Unidentified Analyst: Congrats on the quarter. Mark, how should we think about the sales trajectory next year from the dynamics of patients on combo of and the use in early line versus discontinuation just due to natural progression. How should we think about the trajectory moving forward? And then two on PICCOLO. How should we think about the regulatory path look like post your PICCOLO final analysis? And do you think the final analysis will give you an efficient leverage for conversation for label expansion next year?
Mark Enyedy: Thanks, Brian. I’ll start. Look, we expect to see continued growth. We will give guidance in conjunction with our earnings call in February of next year when we report our full year results. But for the reasons that Isabel articulated in her opening comments. What we see from our market research is increased testing, and that trend should continue, increasing awareness. Right now, the survival data are not currently in the label and so we can’t directly promote that information with the submission of the SBLA and subsequent approval, we’ll be able to go to the market with that. And what we observed from the market research at this point is with increased education, we also see increase the breadth and depth of prescribing both as it relates to the monotherapy as well as in combination.
We think there are rising treatment rates. So this is a new therapy and an area of unmet need. We’ve pointed out earlier that this is the first drug approved specifically in ovarian cancer in almost the last decade. And so the expectation here is that treatment rates will increase. And then in particular, with the MIRASOL data, we have the ability to compare and contrast against the standard of care. And when we do that, what we observed again in the research is an inclination to use the drug earlier in the treatment cascade. And so we do anticipate these questions over the course of the call and today. And so — what I would say again is that we do expect continued growth, but I think it’s also fair to say that coming off of $100-plus million base, the slope of the curve will not be as steep as it was in the past couple of quarters.
Michael Vasconcelles: And this is Mike. Regarding — yes. This is Mike. Regarding your — yes, your second question — so first of all, let’s just keep in mind where we’re at, right? This is a foundational data that will unequivocally be clinically meaningful in this patient population. And the reason that the full data set won’t be available until mid-2024 is because of the importance of presenting mature durability of response data. And just to keep in mind, the last patient was enrolled in this study early this year. So it gives you a sense of of the importance of what that mature response durability data will be. I fully expect, given what we know today, that these data will support compendia listing eventually when we see the full data. And I’d like to reserve judgment on dialogue with regulatory authorities until we have that full data because there’s just no way to put an overall objective of response rate into context with that the durability of response.

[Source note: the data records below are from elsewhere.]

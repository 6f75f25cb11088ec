//! Resource descriptors for MCP integration

use serde_json::{Value, json};

pub const USERS_URI: &str = "data://users";
pub const USER_STATS_URI: &str = "data://users/stats";
pub const USER_REPORT_URI: &str = "data://users/report";
/// Prefix of the per-user template `data://users/{user_name}`.
pub const USER_URI_PREFIX: &str = "data://users/";
pub const JSON_MIME_TYPE: &str = "application/json";

pub fn users_resource() -> Value {
    json!({
        "uri": USERS_URI,
        "name": "UserData",
        "description": "Provides access to user data from local storage",
        "mimeType": JSON_MIME_TYPE
    })
}

pub fn user_stats_resource() -> Value {
    json!({
        "uri": USER_STATS_URI,
        "name": "UserStats",
        "description": "Provides statistics about users in storage",
        "mimeType": JSON_MIME_TYPE
    })
}

pub fn user_report_resource() -> Value {
    json!({
        "uri": USER_REPORT_URI,
        "name": "UserReport",
        "description": "Generates a comprehensive user report with progress tracking",
        "mimeType": JSON_MIME_TYPE
    })
}

/// Template for case-insensitive lookup by percent-encoded name.
pub fn single_user_template() -> Value {
    json!({
        "uriTemplate": "data://users/{user_name}",
        "name": "SingleUser",
        "description": "Provides access to a specific user by name",
        "mimeType": JSON_MIME_TYPE
    })
}
//! User record types shared by the store, the analytics engines and the service.
//!
//! Records are persisted exactly as `{"name": ..., "email": ...}` objects. Both
//! fields are optional at the storage level because the backing file may be
//! edited by hand; [`UserRecord::is_valid`] decides whether a record takes part
//! in per-field analyses.

use serde::{Deserialize, Serialize};
use serde_json::Value;

use crate::error::ValidationError;

/// A single stored user.
///
/// No identity beyond the name/email pair is tracked and duplicates are allowed.
#[derive(Debug, Clone, PartialEq, Eq, Default, Serialize, Deserialize)]
pub struct UserRecord {
    #[serde(default, skip_serializing_if = "Option::is_none")]
    pub name: Option<String>,
    #[serde(default, skip_serializing_if = "Option::is_none")]
    pub email: Option<String>,
}

impl UserRecord {
    /// Create a record with both fields present.
    pub fn new(name: impl Into<String>, email: impl Into<String>) -> Self {
        Self {
            name: Some(name.into()),
            email: Some(email.into()),
        }
    }

    /// The name, or an empty string when absent.
    pub fn name_or_empty(&self) -> &str {
        self.name.as_deref().unwrap_or("")
    }

    /// The email, or an empty string when absent.
    pub fn email_or_empty(&self) -> &str {
        self.email.as_deref().unwrap_or("")
    }

    /// A record is valid when both fields are present and non-empty.
    pub fn is_valid(&self) -> bool {
        !self.name_or_empty().is_empty() && !self.email_or_empty().is_empty()
    }

    /// Email domain: everything after the first `@`.
    pub fn email_domain(&self) -> Option<&str> {
        email_domain(self.email_or_empty())
    }

    /// Build a record from one stored JSON entry.
    ///
    /// Only string `name`/`email` members are kept. A non-object entry yields a
    /// record with neither field, which counts as invalid.
    pub fn from_value(value: &Value) -> Self {
        Self {
            name: string_member(value, "name"),
            email: string_member(value, "email"),
        }
    }

    /// Name length in characters, zero when the name is missing.
    pub fn name_len(&self) -> usize {
        self.name_or_empty().chars().count()
    }
}

fn string_member(value: &Value, key: &str) -> Option<String> {
    value.get(key).and_then(Value::as_str).map(str::to_string)
}

/// Extract the substring after the first `@`, if there is one.
pub fn email_domain(email: &str) -> Option<&str> {
    email.split_once('@').map(|(_, domain)| domain)
}

/// Whether the backing storage existed when a collection was loaded.
#[derive(Debug, Clone, Copy, PartialEq, Eq, Default)]
pub enum CollectionOrigin {
    /// Nothing has been persisted yet.
    #[default]
    Missing,
    /// Loaded from existing storage (which may still hold zero users).
    Stored,
}

/// The full ordered list of users, as handed out by a record store.
///
/// Callers always receive an owned copy; mutating it has no effect until it is
/// passed back to [`crate::storage::RecordStore::save`].
#[derive(Debug, Clone, PartialEq, Eq, Default)]
pub struct RecordCollection {
    records: Vec<UserRecord>,
    origin: CollectionOrigin,
}

impl RecordCollection {
    /// An empty collection for storage that does not exist yet.
    pub fn missing() -> Self {
        Self {
            records: Vec::new(),
            origin: CollectionOrigin::Missing,
        }
    }

    /// A collection loaded from existing storage.
    pub fn stored(records: Vec<UserRecord>) -> Self {
        Self {
            records,
            origin: CollectionOrigin::Stored,
        }
    }

    pub fn origin(&self) -> CollectionOrigin {
        self.origin
    }

    /// True when the collection stands in for absent storage.
    pub fn is_missing(&self) -> bool {
        self.origin == CollectionOrigin::Missing
    }

    pub fn records(&self) -> &[UserRecord] {
        &self.records
    }

    pub fn into_records(self) -> Vec<UserRecord> {
        self.records
    }

    pub fn len(&self) -> usize {
        self.records.len()
    }

    pub fn is_empty(&self) -> bool {
        self.records.is_empty()
    }

    /// Append records in order. The collection now describes stored data.
    pub fn extend(&mut self, records: impl IntoIterator<Item = UserRecord>) {
        self.records.extend(records);
        self.origin = CollectionOrigin::Stored;
    }

    pub fn push(&mut self, record: UserRecord) {
        self.extend(std::iter::once(record));
    }
}

/// An unvalidated entry of a bulk insert request.
#[derive(Debug, Clone, PartialEq, Eq, Default, Serialize, Deserialize)]
pub struct UserCandidate {
    #[serde(default)]
    pub name: Option<String>,
    #[serde(default)]
    pub email: Option<String>,
}

impl UserCandidate {
    pub fn new(name: impl Into<String>, email: impl Into<String>) -> Self {
        Self {
            name: Some(name.into()),
            email: Some(email.into()),
        }
    }

    /// Build a candidate from arbitrary JSON.
    ///
    /// Only string `name`/`email` members are picked up; anything else (including
    /// non-object values) yields a candidate that will fail validation.
    pub fn from_value(value: &Value) -> Self {
        Self {
            name: string_member(value, "name"),
            email: string_member(value, "email"),
        }
    }

    /// Check both fields and turn the candidate into a record.
    pub fn validate(&self) -> Result<UserRecord, ValidationError> {
        let name = require_field("name", self.name.as_deref())?;
        let email = require_field("email", self.email.as_deref())?;
        Ok(UserRecord::new(name, email))
    }

    /// Short human readable label used in bulk error messages.
    pub fn describe(&self, position: usize) -> String {
        let name = self
            .name
            .as_deref()
            .filter(|n| !n.is_empty())
            .unwrap_or("Unknown");
        match self.email.as_deref().filter(|e| !e.is_empty()) {
            Some(email) => format!("#{} ({}, {})", position, name, email),
            None => format!("#{} ({})", position, name),
        }
    }
}

pub(crate) fn require_field<'a>(
    field: &'static str,
    value: Option<&'a str>,
) -> Result<&'a str, ValidationError> {
    match value {
        None => Err(ValidationError::MissingField { field }),
        Some("") => Err(ValidationError::EmptyField { field }),
        Some(v) => Ok(v),
    }
}
//! JSON file backed record store.
//!
//! The whole collection lives in one pretty-printed document. Saving writes a
//! sibling `*.tmp` file and renames it over the target, so a reader sees either
//! the previous or the new collection, never a truncated one.

use crate::model::{RecordCollection, UserRecord};
use crate::storage::{RecordStore, StorageError, UserDocument};
use log::{debug, trace};
use serde::Serialize;
use std::ffi::OsString;
use std::io::ErrorKind;
use std::path::{Path, PathBuf};

/// Borrowed view of [`UserDocument`] so saving does not clone the records.
#[derive(Serialize)]
struct UserDocumentRef<'a> {
    users: &'a [UserRecord],
}

/// Persistent store keeping all users in a single JSON file.
#[derive(Debug, Clone)]
pub struct JsonFileStore {
    path: PathBuf,
}

impl JsonFileStore {
    /// Open a store at `path`, creating the parent directory when needed.
    ///
    /// This is done once at service startup. The file itself is not created until
    /// the first save.
    ///
    /// # Errors
    ///
    /// Returns [`StorageError::Configuration`] when `path` has no file name or
    /// points at a directory, and [`StorageError::Io`] when the parent directory
    /// cannot be created.
    pub async fn open(path: impl Into<PathBuf>) -> Result<Self, StorageError> {
        let path = path.into();
        if path.file_name().is_none() {
            return Err(StorageError::configuration(format!(
                "storage path '{}' has no file name",
                path.display()
            )));
        }

        if let Some(parent) = path.parent().filter(|p| !p.as_os_str().is_empty()) {
            tokio::fs::create_dir_all(parent)
                .await
                .map_err(|e| StorageError::io("create directory", parent, e))?;
        }

        match tokio::fs::metadata(&path).await {
            Ok(meta) if meta.is_dir() => {
                return Err(StorageError::configuration(format!(
                    "storage path '{}' is a directory",
                    path.display()
                )));
            }
            Ok(_) => {}
            Err(e) if e.kind() == ErrorKind::NotFound => {}
            Err(e) => return Err(StorageError::io("inspect", &path, e)),
        }

        debug!("Opened JSON user store at {}", path.display());
        Ok(Self { path })
    }

    /// Location of the backing file.
    pub fn path(&self) -> &Path {
        &self.path
    }

    fn temp_path(&self) -> PathBuf {
        let mut name: OsString = self
            .path
            .file_name()
            .map(|n| n.to_os_string())
            .unwrap_or_default();
        name.push(".tmp");
        self.path.with_file_name(name)
    }
}

impl RecordStore for JsonFileStore {
    async fn load(&self) -> Result<RecordCollection, StorageError> {
        let bytes = match tokio::fs::read(&self.path).await {
            Ok(bytes) => bytes,
            Err(e) if e.kind() == ErrorKind::NotFound => {
                debug!("No user file at {}, treating as empty", self.path.display());
                return Ok(RecordCollection::missing());
            }
            Err(e) => return Err(StorageError::io("read", &self.path, e)),
        };

        let document: UserDocument =
            serde_json::from_slice(&bytes).map_err(|e| StorageError::corrupt(&self.path, e))?;
        let records = document.into_records();
        trace!("Loaded {} users from {}", records.len(), self.path.display());
        Ok(RecordCollection::stored(records))
    }

    async fn save(&self, collection: &RecordCollection) -> Result<(), StorageError> {
        let document = UserDocumentRef {
            users: collection.records(),
        };
        let bytes = serde_json::to_vec_pretty(&document).map_err(StorageError::Serialization)?;

        let temp = self.temp_path();
        tokio::fs::write(&temp, &bytes)
            .await
            .map_err(|e| StorageError::io("write", &temp, e))?;

        if let Err(e) = tokio::fs::rename(&temp, &self.path).await {
            let _ = tokio::fs::remove_file(&temp).await;
            return Err(StorageError::io("replace", &self.path, e));
        }

        trace!(
            "Saved {} users to {}",
            collection.len(),
            self.path.display()
        );
        Ok(())
    }

    fn describe(&self) -> String {
        self.path.display().to_string()
    }
}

Operator: Our next question coming from the line of Alexandra Ramsey [ph] with William Blair.
Unidentified Analyst: Congrats on all the progress this quarter. So two quick questions. I guess first on PICCOLO. That 48% response rate that you mentioned that you’ll present — potentially presented the full data. I just want to confirm that, that’s a confirmed 48% response rate? And then, looking at the MIRASOL data presented earlier at ESCO, it appears that the PARP-treated patients actually responded better than the PARP naive patients. So I was just wondering if you could provide some color on why that might be the case?